Stored data
________
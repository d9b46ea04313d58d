// Copyright 2025 New Vector Ltd.
//
// SPDX-License-Identifier: AGPL-3.0-only OR LicenseRef-Element-Commercial
// Please see LICENSE files in the repository root for full details.

//! A [`Clock`] is a way to get the current date and time.
//!
//! This module defines two implemetation of the [`Clock`] trait:
//! [`SystemClock`] which uses the system time, and a [`MockClock`], which can
//! be used and freely manipulated in tests.

use std::sync::{
    Arc,
    atomic::{AtomicI64, Ordering},
};

use chrono::{DateTime, TimeZone, Utc};

/// Represents a clock which can give the current date and time
pub trait Clock: Sync {
    /// Get the current date and time
    fn now(&self) -> DateTime<Utc>;
}

impl<C: Clock + Send + ?Sized> Clock for Arc<C> {
    fn now(&self) -> DateTime<Utc> {
        (**self).now()
    }
}

impl<C: Clock + ?Sized> Clock for Box<C> {
    fn now(&self) -> DateTime<Utc> {
        (**self).now()
    }
}

/// A clock which uses the system time
#[derive(Clone, Default)]
pub struct SystemClock {
    _private: (),
}

impl Clock for SystemClock {
    fn now(&self) -> DateTime<Utc> {
        // This is the clock used elsewhere, it's fine to call Utc::now here
        #[allow(clippy::disallowed_methods)]
        Utc::now()
    }
}

/// A fake clock, which uses a fixed timestamp, and can be advanced with the
/// [`MockClock::advance`] method.
///
/// The timestamp has a millisecond precision.
pub struct MockClock {
    timestamp_millis: AtomicI64,
}

impl Default for MockClock {
    fn default() -> Self {
        let datetime = Utc
            .with_ymd_and_hms(2022, 1, 16, 14, 40, 0)
            .single()
            .unwrap_or_default();
        Self::new(datetime)
    }
}

impl MockClock {
    /// Create a new clock which starts at the given datetime
    #[must_use]
    pub fn new(datetime: DateTime<Utc>) -> Self {
        let timestamp_millis = AtomicI64::new(datetime.timestamp_millis());
        Self { timestamp_millis }
    }

    /// Move the clock forward by the given amount of time
    pub fn advance(&self, duration: chrono::Duration) {
        self.timestamp_millis
            .fetch_add(duration.num_milliseconds(), Ordering::Relaxed);
    }
}

impl Clock for MockClock {
    fn now(&self) -> DateTime<Utc> {
        let timestamp_millis = self.timestamp_millis.load(Ordering::Relaxed);
        Utc.timestamp_millis_opt(timestamp_millis)
            .single()
            .unwrap_or_default()
    }
}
________
TASK BRIEF => Up to and including the line that contains "call Utc::now here", output the records above exactly, beginning with their first line.

RESPONSE AREA =>
repository d9b46ea04313d58d
// Copyright 2025 New Vector Ltd.
//
// SPDX-License-Identifier: AGPL-3.0-only OR LicenseRef-Element-Commercial
// Please see LICENSE files in the repository root for full details.

//! A [`Clock`] is a way to get the current date and time.
//!
//! This module defines two implemetation of the [`Clock`] trait:
//! [`SystemClock`] which uses the system time, and a [`MockClock`], which can
//! be used and freely manipulated in tests.

use std::sync::{
    Arc,
    atomic::{AtomicI64, Ordering},
};

use chrono::{DateTime, TimeZone, Utc};

/// Represents a clock which can give the current date and time
pub trait Clock: Sync {
    /// Get the current date and time
    fn now(&self) -> DateTime<Utc>;
}

impl<C: Clock + Send + ?Sized> Clock for Arc<C> {
    fn now(&self) -> DateTime<Utc> {
        (**self).now()
    }
}

impl<C: Clock + ?Sized> Clock for Box<C> {
    fn now(&self) -> DateTime<Utc> {
        (**self).now()
    }
}

/// A clock which uses the system time
#[derive(Clone, Default)]
pub struct SystemClock {
    _private: (),
}

impl Clock for SystemClock {
    fn now(&self) -> DateTime<Utc> {
        // This is the clock used elsewhere, it's fine to call Utc::now here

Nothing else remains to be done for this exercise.